Por el contrario, son esenciales: En realidad, no sirve de mucho levantar la
voz y correr a rearmarse para protegerse: hoy se necesitan constructores de
paz, no de armas; hoy se necesitan constructores de paz, no provocadores de
conflictos; bomberos y no incendiarios; predicadores de reconciliación y no
vendedores de destrucción.
Asistimos perplejos al hecho de que, mientras por un lado nos
alejamos de la realidad de los pueblos, en nombre de objetivos que no tienen en
cuenta a nadie, por el otro, como reacción, surgen populismos demagógicos que
ciertamente no ayudan a consolidar la paz y la estabilidad. Ninguna incitación
a la violencia garantizará la paz, y cualquier acción unilateral que no ponga
en marcha procesos constructivos y compartidos, en realidad, sólo beneficia a
los partidarios del radicalismo y de la violencia.
Para prevenir los conflictos y construir la paz es esencial
trabajar para eliminar las situaciones de pobreza y de explotación, donde los
extremismos arraigan fácilmente, así como evitar que el flujo de dinero y armas
llegue a los que fomentan la violencia. Para ir más a la raíz, es necesario
detener la proliferación de armas que, si se siguen produciendo y
comercializando, tarde o temprano llegarán a utilizarse. Sólo sacando a la luz
las turbias maniobras que alimentan el cáncer de la guerra se pueden prevenir
sus causas reales. A este compromiso urgente y grave están obligados los
responsables de las naciones, de las instituciones y de la información, así
como también nosotros responsables de cultura, llamados por Dios, por la
historia y por el futuro a poner en marcha —cada uno en su propio campo—
procesos de paz, sin sustraerse a la tarea de establecer bases para una alianza
entre pueblos y estados.
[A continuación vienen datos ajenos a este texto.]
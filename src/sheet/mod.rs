// SPDX-FileCopyrightText: 2026 Santhosh Shyamsundar, Prabhu S., and Studio Tyto
// SPDX-License-Identifier: MIT
//
// LabCore — Materials Testing Observation Kernel
// Observation sheets: one parametrized calculation engine for every form.

pub mod graph;
pub mod plan;
pub mod sheet;

pub use plan::{Binding, Formula, PlanRegistry, TestPlan};
pub use sheet::ObservationSheet;
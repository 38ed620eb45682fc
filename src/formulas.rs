// SPDX-FileCopyrightText: 2026 Santhosh Shyamsundar, Prabhu S., and Studio Tyto
// SPDX-License-Identifier: MIT
//! Universal Observation Formulas for Materials Testing
//!
//! These are pure mathematical functions operating on scalar readings.
//! They form the foundation of every LabCore derived-field calculation.
//!
//! A guarded formula returns `None` instead of dividing by zero; `None`
//! renders as an empty report cell, never as `NaN` or `0`.
//!
//! References:
//! - IS 2386 (Part 3): Specific gravity, water absorption, bulk density
//! - IS 2386 (Part 4): Aggregate impact value
//! - IS 4031 (Part 1): Fineness of cement by dry sieving
//! - IS 516: Compressive strength of concrete specimens

use serde::{Deserialize, Serialize};
use wasm_bindgen::prelude::*;

/// Conversion constant between a raw mm-dimension product and the volume
/// unit a test records its density in.
#[wasm_bindgen]
#[derive(Clone, Copy, Debug, PartialEq, Eq, Serialize, Deserialize)]
pub enum VolumeScale {
    /// No conversion, volume stays in mm³
    CubicMillimetres = 0,
    /// mm³ → litres (1e6), densities in kg/L
    Litres = 1,
    /// mm³ → m³ (1e9), densities in kg/m³
    CubicMetres = 2,
}

impl VolumeScale {
    pub fn divisor(self) -> f64 {
        match self {
            VolumeScale::CubicMillimetres => 1.0,
            VolumeScale::Litres => 1.0e6,
            VolumeScale::CubicMetres => 1.0e9,
        }
    }
}

// ============================================================================
// GEOMETRY
// ============================================================================

/// Bearing area of a rectangular specimen face.
///
/// # Arguments
/// * `length_mm` - Specimen length (mm)
/// * `breadth_mm` - Specimen breadth (mm)
///
/// # Returns
/// Area in mm². Blank fields coerce to 0 upstream, so a partially measured
/// specimen yields area 0 rather than an error.
#[wasm_bindgen]
pub fn area(length_mm: f64, breadth_mm: f64) -> f64 {
    length_mm * breadth_mm
}

/// Specimen volume from three mm dimensions, converted per `scale`.
///
/// Cube and block forms record density in kg/m³, so they pass
/// `VolumeScale::CubicMetres` (divide by 1e9).
#[wasm_bindgen]
pub fn volume(length_mm: f64, breadth_mm: f64, height_mm: f64, scale: VolumeScale) -> f64 {
    (length_mm * breadth_mm * height_mm) / scale.divisor()
}

// ============================================================================
// DENSITY & MOISTURE
// ============================================================================

/// Density (or bulk density) as mass over volume.
///
/// Guard: `volume <= 0` yields `None`. A zero mass over a real volume is a
/// legitimate 0, not a guard case.
#[wasm_bindgen]
pub fn density(mass: f64, volume: f64) -> Option<f64> {
    if volume <= 0.0 {
        return None;
    }
    Some(mass / volume)
}

/// Moisture content of an oven-dried sample, percent of dry mass.
///
/// w = ((W_wet - W_dry) / W_dry) * 100
///
/// Guard: `weight_after <= 0` yields `None`. The result is deliberately NOT
/// clamped at zero; a wet weight below the dry weight produces a negative
/// percentage, which the kernel surfaces as a validation event.
#[wasm_bindgen]
pub fn moisture_content(weight_before: f64, weight_after: f64) -> Option<f64> {
    if weight_after <= 0.0 {
        return None;
    }
    Some(((weight_before - weight_after) / weight_after) * 100.0)
}

// ============================================================================
// SPECIFIC GRAVITY & ABSORPTION (PYCNOMETER METHOD, IS 2386 Pt 3)
// ============================================================================

/// Specific gravity of aggregate by pycnometer.
///
/// G = D / (A - (B - C))
///
/// # Arguments
/// * `a` - Weight of saturated-surface-dry aggregate (g)
/// * `b` - Weight of pycnometer + aggregate + water (g)
/// * `c` - Weight of pycnometer + water (g)
/// * `d` - Weight of oven-dried aggregate (g)
///
/// Computed only once all four readings are in; partial entry is the normal
/// state while the technician fills the row, so it yields `None`, not an
/// error. A non-positive denominator means the readings are non-physical
/// (the kernel flags it) and also yields `None`.
#[wasm_bindgen]
pub fn specific_gravity_pycnometer(a: f64, b: f64, c: f64, d: f64) -> Option<f64> {
    if a <= 0.0 || b <= 0.0 || c <= 0.0 || d <= 0.0 {
        return None;
    }
    let denominator = a - (b - c);
    if denominator == 0.0 {
        return None;
    }
    Some(d / denominator)
}

/// Water absorption, percent of oven-dry mass.
///
/// WA = ((A - D) / D) * 100, same reading labels as
/// [`specific_gravity_pycnometer`].
#[wasm_bindgen]
pub fn water_absorption(a: f64, d: f64) -> Option<f64> {
    if a <= 0.0 || d <= 0.0 {
        return None;
    }
    Some(((a - d) / d) * 100.0)
}

// ============================================================================
// STRENGTH & MECHANICAL INDICES
// ============================================================================

/// Compressive strength from crushing load over bearing area.
///
/// f_c = P * 1000 / A  (kN over mm² → MPa)
#[wasm_bindgen]
pub fn compressive_strength(load_kn: f64, area_mm2: f64) -> Option<f64> {
    if area_mm2 <= 0.0 {
        return None;
    }
    Some(load_kn * 1000.0 / area_mm2)
}

/// Aggregate impact value, percent of fines passing the 2.36 mm sieve
/// after impact (IS 2386 Pt 4).
///
/// AIV = passing / (passing + retained) * 100
#[wasm_bindgen]
pub fn impact_value(passing: f64, retained: f64) -> Option<f64> {
    let total = passing + retained;
    if total <= 0.0 {
        return None;
    }
    Some(passing / total * 100.0)
}

/// Residue retained on a sieve as a percent of the sample weight
/// (cement fineness by dry sieving, IS 4031 Pt 1).
#[wasm_bindgen]
pub fn residue_percent(residue: f64, total: f64) -> Option<f64> {
    if total <= 0.0 {
        return None;
    }
    Some(residue / total * 100.0)
}

// ============================================================================
// TESTS
// ============================================================================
Espero que, con la ayuda de Dios, esta tierra noble y
querida de Egipto pueda responder aún a su vocación de civilización y de
alianza, contribuyendo a promover procesos de paz para este amado pueblo y para
toda la región de Oriente Medio.
Al Salamò Alaikum!
[1] «Por otra parte, una ética de fraternidad y de coexistencia
pacífica entre las personas y entre los pueblos no puede basarse sobre la
lógica del miedo, de la violencia y de la cerrazón, sino sobre la
responsabilidad, el respeto y el diálogo sincero»: Mensaje para la Jornada Mundial de la Paz 2017. La no violencia: un estilo de una política para
la paz, 5.
[4] «Fueron escritos en el corazón del hombre como ley moral
universal, válida en todo tiempo y en todo lugar». Estos ofrecen la «base
auténtica para la vida de las personas, de las sociedades y de las naciones.
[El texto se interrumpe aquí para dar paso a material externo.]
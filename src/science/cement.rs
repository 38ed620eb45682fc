// SPDX-FileCopyrightText: 2026 Santhosh Shyamsundar, Prabhu S., and Studio Tyto
// SPDX-License-Identifier: MIT
//
// LabCore — Materials Testing Observation Kernel
// CementEngine: soundness & fineness observations (IS 4031 Pt 1 & Pt 3)

use serde::{Deserialize, Serialize};

use crate::formulas;
use crate::rounding::round_to;
use crate::stats;

/// One Le Chatelier mould: indicator-point distance at 27 °C and after the
/// boiling-bath cycle, both mm.
#[derive(Clone, Debug, Default, Serialize, Deserialize)]
pub struct SoundnessReading {
    pub distance_27c: f64,
    pub distance_boiler: f64,
}

#[derive(Clone, Debug, Serialize, Deserialize)]
pub struct SoundnessResult {
    /// mm expansion per mould
    pub expansions: Vec<f64>,
    pub mean_expansion: Option<f64>,
}

/// One sieving charge: sample weight and residue on the 90 micron sieve,
/// both grams.
#[derive(Clone, Debug, Default, Serialize, Deserialize)]
pub struct FinenessCharge {
    pub cement_weight: f64,
    pub residue_weight: f64,
}

#[derive(Clone, Debug, Serialize, Deserialize)]
pub struct FinenessResult {
    /// percent residue per charge
    pub residues: Vec<Option<f64>>,
    pub mean_residue: Option<f64>,
}

pub struct CementEngine;

impl CementEngine {
    /// Le Chatelier soundness: expansion per mould, mean over the moulds
    /// that actually expanded.
    pub fn compute_soundness(readings: &[SoundnessReading]) -> SoundnessResult {
        let expansions: Vec<f64> = readings
            .iter()
            .map(|r| round_to(r.distance_boiler - r.distance_27c, 2))
            .collect();

        SoundnessResult {
            mean_expansion: stats::mean_positive(expansions.iter().map(|&e| Some(e)))
                .map(|m| round_to(m, 2)),
            expansions,
        }
    }

    /// Fineness by dry sieving: residue percent per charge, mean over the
    /// charges with a weighed sample.
    pub fn compute_fineness(charges: &[FinenessCharge]) -> FinenessResult {
        let residues: Vec<Option<f64>> = charges
            .iter()
            .map(|c| {
                formulas::residue_percent(c.residue_weight, c.cement_weight)
                    .map(|r| round_to(r, 2))
            })
            .collect();

        FinenessResult {
            mean_residue: stats::mean_positive(residues.iter().copied())
                .map(|m| round_to(m, 2)),
            residues,
        }
    }
}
Hoy, como siempre,son el único futuro de la familia humana. Salvan al
hombre de la fuerza destructora del egoísmo, del odio y de la mentira. Señalan
todos los falsos dioses que lo esclavizan: el amor a sí mismo que excluye a
Dios, el afán de poder y placer que altera el orden de la justicia y degrada
nuestra dignidad humana y la de nuestro prójimo»: Id., Homilía en la celebración de la Palabra en el Monte Sinaí,
Monasterio de Santa Catalina (26 febrero 2000).
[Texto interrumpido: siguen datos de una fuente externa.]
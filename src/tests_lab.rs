// SPDX-License-Identifier: MIT
// Copyright (c) 2026 Santhosh Shyamsundar, Prabhu S., and Studio Tyto

//! LabCore Kernel Tests
//!
//! End-to-end tests over the JSON boundary: observation payloads in, report
//! payloads and validation events out.

use crate::kernel::{LabConfig, LabKernel};
use crate::sheet::ObservationSheet;
use serde_json::json;

#[test]
fn test_cube_report_end_to_end() {
    println!(" Checking a full M25 cube report (Native)");

    // Three 150mm cubes as the form would submit them: strings and numbers mixed
    let observations = json!({
        "replicates": [
            { "idMark": "C1", "length": "150.0", "breadth": "150.0", "height": "150.0",
              "weight": "8.5", "crushingLoad": "650" },
            { "idMark": "C2", "length": 150.0, "breadth": 150.0, "height": 150.0,
              "weight": 8.4, "crushingLoad": 640.0 },
            { "idMark": "C3", "length": "150", "breadth": "150", "height": "150",
              "weight": "8.6", "crushingLoad": "660" }
        ]
    });

    let response = LabKernel::compute(
        "CubeCompression",
        &observations.to_string(),
        &LabConfig::default(),
    )
    .unwrap();
    let res = &response.result;

    println!(" Result: {:#?}", res);

    // Densities: 8.5/0.003375 = 2518.5 etc.
    assert_eq!(res["rows"][0]["density"].as_f64().unwrap(), 2518.5);
    // Strengths: 650*1000/22500 = 28.9
    assert_eq!(res["rows"][0]["compressive_strength"].as_f64().unwrap(), 28.9);
    // Mean strength (28.9 + 28.4 + 29.3) / 3 = 28.866... → 28.9
    assert_eq!(res["avg_compressive_strength"].as_f64().unwrap(), 28.9);
    assert_eq!(res["strength_class"].as_str().unwrap(), "M25");
    // Plausible densities: no events
    assert!(response.events.is_empty());
    assert!(response.compute_time_ms >= 0.0);
}

#[test]
fn test_partial_rows_stay_empty_never_nan() {
    // One filled replicate, two untouched: the aggregate must average the
    // filled one and the blanks must serialize as null, not 0 or NaN.
    let observations = json!({
        "replicates": [
            { "length": "200", "breadth": "200", "depth": "250",
              "weightBefore": "19.2", "weightAfter": "18.5" },
            {},
            { "length": "", "breadth": "", "depth": "", "weightBefore": "", "weightAfter": "" }
        ]
    });

    let response = LabKernel::compute(
        "BulkDensityMoisture",
        &observations.to_string(),
        &LabConfig::default(),
    )
    .unwrap();
    let res = &response.result;

    assert_eq!(res["rows"][0]["bulk_density"].as_f64().unwrap(), 1850.0);
    assert!(res["rows"][1]["bulk_density"].is_null());
    assert!(res["rows"][2]["moisture_content"].is_null());
    assert_eq!(res["avg_bulk_density"].as_f64().unwrap(), 1850.0);
    assert_eq!(res["avg_moisture_content"].as_f64().unwrap(), 3.78);
}

#[test]
fn test_negative_moisture_is_flagged_not_clamped() {
    println!(" Testing the wet-below-dry anomaly path");

    let observations = json!({
        "replicates": [
            { "length": "200", "breadth": "200", "depth": "200",
              "weightBefore": "15.9", "weightAfter": "16.2" }
        ]
    });

    let response = LabKernel::compute(
        "BulkDensityMoisture",
        &observations.to_string(),
        &LabConfig::default(),
    )
    .unwrap();

    // Value passes through unclamped...
    assert_eq!(
        response.result["rows"][0]["moisture_content"].as_f64().unwrap(),
        -1.85
    );
    // ...and the operator gets told.
    assert!(response
        .events
        .iter()
        .any(|e| e.topic == "LAB.MOISTURE" && e.severity == "WARNING"));
}

#[test]
fn test_gravity_report_with_worked_example() {
    let observations = json!({
        "replicates": [
            { "wtSaturatedSurfaceDry": 100.0, "wtPycnometerAggregateWater": 650.0,
              "wtPycnometerWater": 600.0, "wtOvenDried": 98.0 }
        ]
    });

    let response = LabKernel::compute(
        "AggregateGravity",
        &observations.to_string(),
        &LabConfig::default(),
    )
    .unwrap();
    let res = &response.result;

    assert_eq!(res["rows"][0]["specific_gravity"].as_f64().unwrap(), 1.96);
    assert_eq!(res["rows"][0]["water_absorption"].as_f64().unwrap(), 2.04);
    assert_eq!(res["mean_specific_gravity"].as_f64().unwrap(), 1.96);
    assert!(response.events.is_empty());
}

#[test]
fn test_non_physical_pycnometer_readings_event() {
    let observations = json!({
        "replicates": [
            { "wtSaturatedSurfaceDry": 40.0, "wtPycnometerAggregateWater": 650.0,
              "wtPycnometerWater": 600.0, "wtOvenDried": 39.0 }
        ]
    });

    let response = LabKernel::compute(
        "AggregateGravity",
        &observations.to_string(),
        &LabConfig::default(),
    )
    .unwrap();
    assert!(response
        .events
        .iter()
        .any(|e| e.topic == "LAB.GRAVITY" && e.severity == "CRITICAL"));
}

#[test]
fn test_impact_ceiling_event() {
    // Weak aggregate: 180 of 360 g turns to fines → 50% > 45% ceiling
    let observations = json!({
        "replicates": [
            { "passing": 180.0, "retained": 180.0 }
        ]
    });

    let response = LabKernel::compute(
        "AggregateImpact",
        &observations.to_string(),
        &LabConfig::default(),
    )
    .unwrap();
    assert_eq!(
        response.result["mean_impact_value"].as_f64().unwrap(),
        50.0
    );
    assert!(response
        .events
        .iter()
        .any(|e| e.topic == "LAB.IMPACT" && e.severity == "WARNING"));
}

#[test]
fn test_sieve_report_fineness_modulus_and_zone() {
    let observations = json!({
        "retained": ["0", "25", "120", "180", "230", "280", "120", "45"]
    });

    let response = LabKernel::compute(
        "SieveAnalysis",
        &observations.to_string(),
        &LabConfig::default(),
    )
    .unwrap();
    let res = &response.result;

    assert_eq!(res["fineness_modulus"].as_f64().unwrap(), 2.84);
    assert_eq!(res["grading_zone"].as_str().unwrap(), "Zone II");
    assert_eq!(res["total_weight"].as_f64().unwrap(), 1000.0);
}

#[test]
fn test_shape_indices_report() {
    let observations = json!({
        "flakiness": [
            { "size": "10 mm", "values": ["12", "14", "13"] },
            { "size": "20 mm", "values": ["9", "11", "0"] }
        ],
        "elongation": [
            { "size": "10 mm", "values": ["18", "20", "19"] }
        ]
    });

    let response = LabKernel::compute(
        "AggregateShape",
        &observations.to_string(),
        &LabConfig::default(),
    )
    .unwrap();
    let res = &response.result;

    // Flakiness: fraction means 13.0 and 10.0, total 23.0
    assert_eq!(res["flakiness"]["total_index"].as_f64().unwrap(), 23.0);
    // Elongation: single fraction mean 19.0
    assert_eq!(res["elongation"]["total_index"].as_f64().unwrap(), 19.0);
}

#[test]
fn test_malformed_payload_returns_error_object_not_panic() {
    let out = LabKernel::compute_report("CubeCompression", "{not json");
    let parsed: serde_json::Value = serde_json::from_str(&out).unwrap();
    assert!(parsed["error"].as_str().unwrap().contains("Failed to parse"));
}

#[test]
fn test_report_matches_interactive_sheet() {
    println!(" Cross-checking the batch path against the keystroke path");

    // Batch report
    let observations = json!({
        "replicates": [
            { "length": "200", "breadth": "200", "depth": "250",
              "weightBefore": "19.2", "weightAfter": "18.5" }
        ]
    });
    let response = LabKernel::compute(
        "BulkDensityMoisture",
        &observations.to_string(),
        &LabConfig::default(),
    )
    .unwrap();

    // Same observations typed one keystroke at a time
    let mut sheet = ObservationSheet::open("BulkDensityMoisture").unwrap();
    for (key, value) in [
        ("length_1", "200"),
        ("breadth_1", "200"),
        ("depth_1", "250"),
        ("weight_before_1", "19.2"),
        ("weight_after_1", "18.5"),
    ] {
        sheet.set_field(key, value);
    }

    assert_eq!(
        response.result["rows"][0]["bulk_density"].as_f64().unwrap(),
        sheet.value("bulk_density_1").unwrap()
    );
    assert_eq!(
        response.result["avg_moisture_content"].as_f64().unwrap(),
        sheet.value("avg_moisture_content").unwrap()
    );
    println!(" ✓ Both evaluation paths agree");
}

#[test]
fn test_determinism_across_repeated_runs() {
    let observations = json!({
        "replicates": [
            { "passing": 60.0, "retained": 290.0 },
            { "passing": 55.0, "retained": 295.0 }
        ]
    })
    .to_string();

    let first = LabKernel::compute("AggregateImpact", &observations, &LabConfig::default())
        .unwrap();
    let second = LabKernel::compute("AggregateImpact", &observations, &LabConfig::default())
        .unwrap();
    assert_eq!(first.result, second.result);
}

#[test]
fn test_events_can_be_disabled() {
    let config = LabConfig {
        enable_validation_events: false,
        ..LabConfig::default()
    };
    let observations = json!({
        "replicates": [ { "passing": 180.0, "retained": 180.0 } ]
    });
    let response = LabKernel::compute("AggregateImpact", &observations.to_string(), &config)
        .unwrap();
    assert!(response.events.is_empty());
}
[5] Cf. Discurso en la Mezquita Central de Koudoukou, Bangui-República
Centroafricana (30 noviembre 2015).
[6] «Probablemente más que nunca en la historia ha sido puesto
en evidencia ante todos el vínculo intrínseco que existe entre una actitud religiosa
auténtica y el gran bien de la paz» (Juan Pablo II, Discurso a los
Representantes de las Iglesias y de Comunidades eclesiales cristianas y de las
religiones mundiales, Asís (27 octubre 1986).